On this day in 1909 GM executive Ed Cole was born in Marne, Michigan. Though the son of a dairy farmer, Cole wasn’t much interested in the cows. He spent his youth designing, building and selling homemade radios. His first job in the auto industry was manning the counter at an auto parts store, which he did while attending Grand Rapids Community College. He’d later enroll at the General Motors Institute where he pursued an education in engineering. The GM leadership saw potential in Cole and kept him around. He eventually worked his way up the ladder, making his biggest splash to date as co-head of the team that developed the 1949 Cadillac V8.
In 1952 Cole was assigned as chief engineer of Chevrolet. His experience with the Cadillac V8 put him in prime position for his first assignment, creating a new motor for Chevrolet to replace its aging Stovebolt Six. His answer was the Chevy small block V8, which debuted in the 1955 Corvette and Bel Air. The engine remained in production for decades as a branch staple and continues to be a favorite among hot rodders. The success of the V8 saw Cole team up with the Father of the Corvette, Zora Arkus-Duntov, to retune the power-lacking Corvettes, establishing it as America’s Sports Car.
Cole was promoted to General Manager of Chevrolet in 1956. While sales were strong at the time, Cole foresaw a need to tackle the foreign influenced compact car market. He led the charge at Chevrolet with the radically designed Corvair. The rear engined, air-cooled car landed Cole on the cover of Time magazine’s October 5, 1959 issue.

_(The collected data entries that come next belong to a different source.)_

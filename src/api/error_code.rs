//! 统一 API 错误码定义

use serde_repr::{Deserialize_repr, Serialize_repr};

use crate::errors::EngineError;

/// API 错误码枚举
///
/// 使用 serde_repr 序列化为数字。按千位分域：
/// - 0: 成功
/// - 1000-1099: 通用错误
/// - 3000-3099: 链接错误
/// - 4000-4099: 转化与佣金错误
/// - 5000-5099: 风控错误
/// - 6000-6099: 快照重载错误
#[derive(Debug, Clone, Copy, PartialEq, Eq, Serialize_repr, Deserialize_repr)]
#[repr(i32)]
pub enum ErrorCode {
    // 成功
    Success = 0,

    // 通用错误 1000-1099
    BadRequest = 1000,
    Unauthorized = 1001,
    NotFound = 1004,
    InternalServerError = 1005,
    ServiceUnavailable = 1030,
    Timeout = 1031,

    // 链接错误 3000-3099
    LinkNotFound = 3000,
    LinkAlreadyExists = 3001,
    LinkInvalidUrl = 3002,
    LinkInvalidExpireTime = 3003,

    // 转化与佣金错误 4000-4099
    ConversionInvalid = 4000,
    IdempotencyKeyMismatch = 4001,
    CommissionNotFound = 4010,
    CommissionInvalidTransition = 4011,
    ExportInvalidConsumer = 4020,

    // 风控错误 5000-5099
    FraudFlagNotFound = 5000,

    // 快照重载错误 6000-6099
    CatalogReloadFailed = 6000,
    SegmentReloadFailed = 6001,
}

impl From<&EngineError> for ErrorCode {
    fn from(err: &EngineError) -> Self {
        match err {
            EngineError::NotFound(_) | EngineError::Expired(_) => ErrorCode::NotFound,
            EngineError::Validation(_) => ErrorCode::BadRequest,
            EngineError::DuplicateKey(_) => ErrorCode::LinkAlreadyExists,
            EngineError::Blocked(_) => ErrorCode::Unauthorized,
            EngineError::StoreUnavailable(_)
            | EngineError::CacheConnection(_)
            | EngineError::DatabaseConfig(_) => ErrorCode::ServiceUnavailable,
            EngineError::Timeout(_) => ErrorCode::Timeout,
            EngineError::DatabaseOperation(_)
            | EngineError::Serialization(_)
            | EngineError::Config(_)
            | EngineError::FileOperation(_) => ErrorCode::InternalServerError,
        }
    }
}

impl From<EngineError> for ErrorCode {
    fn from(err: EngineError) -> Self {
        ErrorCode::from(&err)
    }
}
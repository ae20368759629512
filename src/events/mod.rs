//! 点击 / 曝光事件的异步落盘
//!
//! 发出方只把事件推入内存缓冲区并立即返回；缓冲区按时间间隔或数量阈值批量写入 `EventSink`。

mod recorder;
mod sink;

pub use recorder::EventRecorder;
pub use sink::EventSink;
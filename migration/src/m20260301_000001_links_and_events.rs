//! 短链接与事件日志表
//!
//! - short_links: 短码 → 目标地址 + 活动归属
//! - click_events: 点击日志（只追加）
//! - impression_events: 广告展示日志（只追加）

use sea_orm_migration::prelude::*;

#[derive(DeriveMigrationName)]
pub struct Migration;

#[async_trait::async_trait]
impl MigrationTrait for Migration {
    async fn up(&self, manager: &SchemaManager) -> Result<(), DbErr> {
        manager
            .create_table(
                Table::create()
                    .table(ShortLinks::Table)
                    .if_not_exists()
                    .col(
                        ColumnDef::new(ShortLinks::Code)
                            .string_len(64)
                            .not_null()
                            .primary_key(),
                    )
                    .col(ColumnDef::new(ShortLinks::Destination).text().not_null())
                    .col(ColumnDef::new(ShortLinks::CampaignId).string_len(64).not_null())
                    .col(ColumnDef::new(ShortLinks::EarnerId).string_len(64).not_null())
                    .col(
                        ColumnDef::new(ShortLinks::CreatedAt)
                            .timestamp_with_time_zone()
                            .not_null(),
                    )
                    .col(
                        ColumnDef::new(ShortLinks::ExpiresAt)
                            .timestamp_with_time_zone()
                            .null(),
                    )
                    .col(
                        ColumnDef::new(ShortLinks::Active)
                            .boolean()
                            .not_null()
                            .default(true),
                    )
                    .to_owned(),
            )
            .await?;

        manager
            .create_index(
                Index::create()
                    .if_not_exists()
                    .name("idx_short_links_campaign")
                    .table(ShortLinks::Table)
                    .col(ShortLinks::CampaignId)
                    .to_owned(),
            )
            .await?;

        manager
            .create_table(
                Table::create()
                    .table(ClickEvents::Table)
                    .if_not_exists()
                    .col(
                        ColumnDef::new(ClickEvents::Id)
                            .big_integer()
                            .not_null()
                            .auto_increment()
                            .primary_key(),
                    )
                    .col(
                        ColumnDef::new(ClickEvents::EventId)
                            .string_len(36)
                            .not_null()
                            .unique_key(),
                    )
                    .col(ColumnDef::new(ClickEvents::ShortCode).string_len(64).not_null())
                    .col(ColumnDef::new(ClickEvents::CampaignId).string_len(64).not_null())
                    .col(ColumnDef::new(ClickEvents::ActorId).string_len(128).not_null())
                    .col(ColumnDef::new(ClickEvents::DeviceId).string_len(128).null())
                    .col(ColumnDef::new(ClickEvents::IpHash).string_len(32).null())
                    .col(ColumnDef::new(ClickEvents::EarnerId).string_len(64).not_null())
                    .col(ColumnDef::new(ClickEvents::FraudState).string_len(16).not_null())
                    .col(
                        ColumnDef::new(ClickEvents::FraudScore)
                            .integer()
                            .not_null()
                            .default(0),
                    )
                    .col(
                        ColumnDef::new(ClickEvents::ClickedAt)
                            .timestamp_with_time_zone()
                            .not_null(),
                    )
                    .to_owned(),
            )
            .await?;

        // 归因窗口查询：actor + campaign + 时间
        manager
            .create_index(
                Index::create()
                    .if_not_exists()
                    .name("idx_click_events_actor_campaign_time")
                    .table(ClickEvents::Table)
                    .col(ClickEvents::ActorId)
                    .col(ClickEvents::CampaignId)
                    .col(ClickEvents::ClickedAt)
                    .to_owned(),
            )
            .await?;

        manager
            .create_table(
                Table::create()
                    .table(ImpressionEvents::Table)
                    .if_not_exists()
                    .col(
                        ColumnDef::new(ImpressionEvents::Id)
                            .big_integer()
                            .not_null()
                            .auto_increment()
                            .primary_key(),
                    )
                    .col(
                        ColumnDef::new(ImpressionEvents::EventId)
                            .string_len(36)
                            .not_null()
                            .unique_key(),
                    )
                    .col(
                        ColumnDef::new(ImpressionEvents::CreativeId)
                            .string_len(64)
                            .not_null(),
                    )
                    .col(
                        ColumnDef::new(ImpressionEvents::CampaignId)
                            .string_len(64)
                            .not_null(),
                    )
                    .col(
                        ColumnDef::new(ImpressionEvents::ViewerId)
                            .string_len(128)
                            .not_null(),
                    )
                    .col(
                        ColumnDef::new(ImpressionEvents::ThreadId)
                            .string_len(128)
                            .not_null(),
                    )
                    .col(
                        ColumnDef::new(ImpressionEvents::EarnerId)
                            .string_len(64)
                            .not_null(),
                    )
                    .col(ColumnDef::new(ImpressionEvents::Score).double().not_null())
                    .col(
                        ColumnDef::new(ImpressionEvents::FraudState)
                            .string_len(16)
                            .not_null(),
                    )
                    .col(
                        ColumnDef::new(ImpressionEvents::FraudScore)
                            .integer()
                            .not_null()
                            .default(0),
                    )
                    .col(
                        ColumnDef::new(ImpressionEvents::ServedAt)
                            .timestamp_with_time_zone()
                            .not_null(),
                    )
                    .to_owned(),
            )
            .await?;

        manager
            .create_index(
                Index::create()
                    .if_not_exists()
                    .name("idx_impression_events_viewer_campaign_time")
                    .table(ImpressionEvents::Table)
                    .col(ImpressionEvents::ViewerId)
                    .col(ImpressionEvents::CampaignId)
                    .col(ImpressionEvents::ServedAt)
                    .to_owned(),
            )
            .await?;

        Ok(())
    }

    async fn down(&self, manager: &SchemaManager) -> Result<(), DbErr> {
        manager
            .drop_table(Table::drop().table(ImpressionEvents::Table).to_owned())
            .await?;
        manager
            .drop_table(Table::drop().table(ClickEvents::Table).to_owned())
            .await?;
        manager
            .drop_table(Table::drop().table(ShortLinks::Table).to_owned())
            .await
    }
}

#[derive(DeriveIden)]
enum ShortLinks {
    #[sea_orm(iden = "short_links")]
    Table,
    Code,
    Destination,
    CampaignId,
    EarnerId,
    CreatedAt,
    ExpiresAt,
    Active,
}

#[derive(DeriveIden)]
enum ClickEvents {
    #[sea_orm(iden = "click_events")]
    Table,
    Id,
    EventId,
    ShortCode,
    CampaignId,
    ActorId,
    DeviceId,
    IpHash,
    EarnerId,
    FraudState,
    FraudScore,
    ClickedAt,
}

#[derive(DeriveIden)]
enum ImpressionEvents {
    #[sea_orm(iden = "impression_events")]
    Table,
    Id,
    EventId,
    CreativeId,
    CampaignId,
    ViewerId,
    ThreadId,
    EarnerId,
    Score,
    FraudState,
    FraudScore,
    ServedAt,
}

Cole was promoted to head the GM car and truck group in 1961, then to executive vice-president in 1965, and finally elected president of GM in 1967. He would play a major role in weaning GM cars off of leaded gasoline and preparing them for catalytic converters mandated for the 1975 model year, though he would not stick around to oversee production.
Cole retired from GM in 1974 only to become chairman and CEO of Checker Motors Corporation and air-freight company Husky International. He died in 1977 when his personal plane he was piloting crashed during a storm near Kalamazoo, Michigan. He is a member of the Corvette Hall of Fame and the Automotive Hall of Fame.